Los dioses decidieron que para convertirse en
Sol, Tecuciztécatl tenía que arrojarse al fuego,
pero el dios tuvo miedo y no lo pudo hacer. En su lugar, Nanahuatzin se tiró
al fuego y, por su acto valiente, se transformó en el sol. Tecuciztécatl se
avergonzó por su actitud y decidió tirarse al fuego y, entonces, se transformó
en la luna.
Thor y su martillo
El martillo que tenía Thor era mágico, porque
cuando el dios lo lanzaba daba en el blanco y
después volvía a su mano. Pero un día, Thor se
despertó y su martillo no estaba.
Thor se enteró de que Thrym, el rey de los
gigantes, tenía el martillo.
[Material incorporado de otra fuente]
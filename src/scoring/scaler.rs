//! Zero-mean, unit-variance feature scaling.

use serde::{Deserialize, Serialize};

use super::FeatureVector;

/// Per-feature standardization parameters fitted on a training set.
///
/// A feature with zero variance is left unscaled (its scale is pinned to 1)
/// so that transforming never divides by zero.
#[derive(Debug, Clone, PartialEq, Serialize, Deserialize)]
pub struct StandardScaler {
    /// Per-feature means.
    means: Vec<f64>,
    /// Per-feature standard deviations (population), zero pinned to 1.
    scales: Vec<f64>,
}

impl StandardScaler {
    /// Fit scaler parameters on a training set.
    #[must_use]
    pub fn fit(samples: &[FeatureVector]) -> Self {
        let n_features = samples.first().map_or(0, |row| row.len());
        let mut means = vec![0.0; n_features];
        let mut scales = vec![1.0; n_features];

        if samples.is_empty() {
            return Self { means, scales };
        }

        let count = samples.len() as f64;
        for row in samples {
            for (j, value) in row.iter().enumerate() {
                means[j] += value;
            }
        }
        for mean in &mut means {
            *mean /= count;
        }

        for (j, scale) in scales.iter_mut().enumerate() {
            let variance = samples
                .iter()
                .map(|row| {
                    let d = row[j] - means[j];
                    d * d
                })
                .sum::<f64>()
                / count;
            let std = variance.sqrt();
            *scale = if std > 0.0 { std } else { 1.0 };
        }

        Self { means, scales }
    }

    /// Standardize one feature vector. Features beyond the fitted width are
    /// passed through unchanged.
    #[must_use]
    pub fn transform(&self, features: FeatureVector) -> FeatureVector {
        let mut scaled = features;
        for ((value, mean), scale) in scaled.iter_mut().zip(&self.means).zip(&self.scales) {
            *value = (*value - mean) / scale;
        }
        scaled
    }

    /// Fitted per-feature means.
    #[must_use]
    pub fn means(&self) -> &[f64] {
        &self.means
    }

    /// Fitted per-feature scales.
    #[must_use]
    pub fn scales(&self) -> &[f64] {
        &self.scales
    }
}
Este rey le dijo a
Thor que se lo devolvería solo si se casaba con
la diosa Freyja, pero ella no quería. Thor y otros dioses acordaron que Thor
se disfrazaría de Freyja, para simular que se casaría con Thrym, y así podría
recuperar el martillo.
Thor se disfrazó de Freyja, y en la celebración, Thrym pidió que trajeran el
martillo para bendecir la ceremonia. Pero Thor lo tomó, mató a Thrym y
entonces pudo recuperar su martillo.